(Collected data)

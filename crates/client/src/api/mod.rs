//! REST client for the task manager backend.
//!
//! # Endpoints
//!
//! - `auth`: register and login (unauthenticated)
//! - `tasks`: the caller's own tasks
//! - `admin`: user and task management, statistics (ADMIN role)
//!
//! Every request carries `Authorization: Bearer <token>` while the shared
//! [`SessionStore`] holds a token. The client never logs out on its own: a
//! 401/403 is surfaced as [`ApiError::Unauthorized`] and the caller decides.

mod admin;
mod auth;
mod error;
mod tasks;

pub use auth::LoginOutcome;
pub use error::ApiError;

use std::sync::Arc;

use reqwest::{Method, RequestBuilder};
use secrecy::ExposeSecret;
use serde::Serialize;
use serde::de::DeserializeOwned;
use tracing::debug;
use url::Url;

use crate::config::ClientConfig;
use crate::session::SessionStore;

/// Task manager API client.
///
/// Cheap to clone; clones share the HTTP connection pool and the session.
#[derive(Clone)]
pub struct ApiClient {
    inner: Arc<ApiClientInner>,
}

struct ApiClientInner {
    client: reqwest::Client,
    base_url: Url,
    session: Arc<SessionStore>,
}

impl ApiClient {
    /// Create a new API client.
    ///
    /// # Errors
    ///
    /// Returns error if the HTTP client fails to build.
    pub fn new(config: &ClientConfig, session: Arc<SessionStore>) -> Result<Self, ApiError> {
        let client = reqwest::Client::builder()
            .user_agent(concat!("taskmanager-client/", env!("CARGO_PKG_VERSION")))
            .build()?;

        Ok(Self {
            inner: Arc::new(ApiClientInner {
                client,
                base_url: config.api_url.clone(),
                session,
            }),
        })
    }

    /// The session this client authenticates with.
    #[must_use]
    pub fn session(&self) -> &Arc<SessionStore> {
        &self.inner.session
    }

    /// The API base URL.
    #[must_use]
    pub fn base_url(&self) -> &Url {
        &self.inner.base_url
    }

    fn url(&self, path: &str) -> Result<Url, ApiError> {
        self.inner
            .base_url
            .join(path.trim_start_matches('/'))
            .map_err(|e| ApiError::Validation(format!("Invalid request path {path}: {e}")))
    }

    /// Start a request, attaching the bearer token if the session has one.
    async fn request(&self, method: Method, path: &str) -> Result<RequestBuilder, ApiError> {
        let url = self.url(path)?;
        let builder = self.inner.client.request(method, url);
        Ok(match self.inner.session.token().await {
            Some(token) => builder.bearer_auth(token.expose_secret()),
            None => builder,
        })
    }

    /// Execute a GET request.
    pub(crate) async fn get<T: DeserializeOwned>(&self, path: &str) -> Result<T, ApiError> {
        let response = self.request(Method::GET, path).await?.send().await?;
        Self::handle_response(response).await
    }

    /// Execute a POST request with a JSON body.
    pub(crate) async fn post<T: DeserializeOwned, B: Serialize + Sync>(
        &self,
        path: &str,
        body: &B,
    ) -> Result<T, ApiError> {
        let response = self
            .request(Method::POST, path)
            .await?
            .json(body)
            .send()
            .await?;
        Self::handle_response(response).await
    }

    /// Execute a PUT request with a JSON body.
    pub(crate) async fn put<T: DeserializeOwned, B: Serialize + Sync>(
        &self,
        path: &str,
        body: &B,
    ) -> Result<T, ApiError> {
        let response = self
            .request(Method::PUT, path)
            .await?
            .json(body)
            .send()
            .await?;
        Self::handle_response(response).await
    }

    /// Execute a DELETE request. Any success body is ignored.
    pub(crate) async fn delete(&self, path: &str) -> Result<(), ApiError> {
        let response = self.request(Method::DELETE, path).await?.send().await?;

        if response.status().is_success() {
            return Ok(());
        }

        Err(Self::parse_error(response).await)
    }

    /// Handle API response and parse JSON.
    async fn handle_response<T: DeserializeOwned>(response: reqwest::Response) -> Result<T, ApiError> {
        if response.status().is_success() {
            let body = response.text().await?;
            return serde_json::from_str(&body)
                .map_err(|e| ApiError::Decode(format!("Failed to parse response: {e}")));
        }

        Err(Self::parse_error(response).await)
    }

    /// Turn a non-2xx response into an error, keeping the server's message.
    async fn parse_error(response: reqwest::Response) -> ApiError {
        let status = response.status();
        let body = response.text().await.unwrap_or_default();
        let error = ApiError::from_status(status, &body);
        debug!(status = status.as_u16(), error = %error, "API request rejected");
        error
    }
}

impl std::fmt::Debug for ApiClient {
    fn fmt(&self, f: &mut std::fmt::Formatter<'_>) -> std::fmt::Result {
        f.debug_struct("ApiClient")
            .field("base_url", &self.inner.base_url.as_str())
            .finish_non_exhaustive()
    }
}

| TASK PROMPT |
Scan the data above for the string "text". Copy every line in which it appears.

| THE COMPLETED TASK |
            let body = response.text().await?;
        let body = response.text().await.unwrap_or_default();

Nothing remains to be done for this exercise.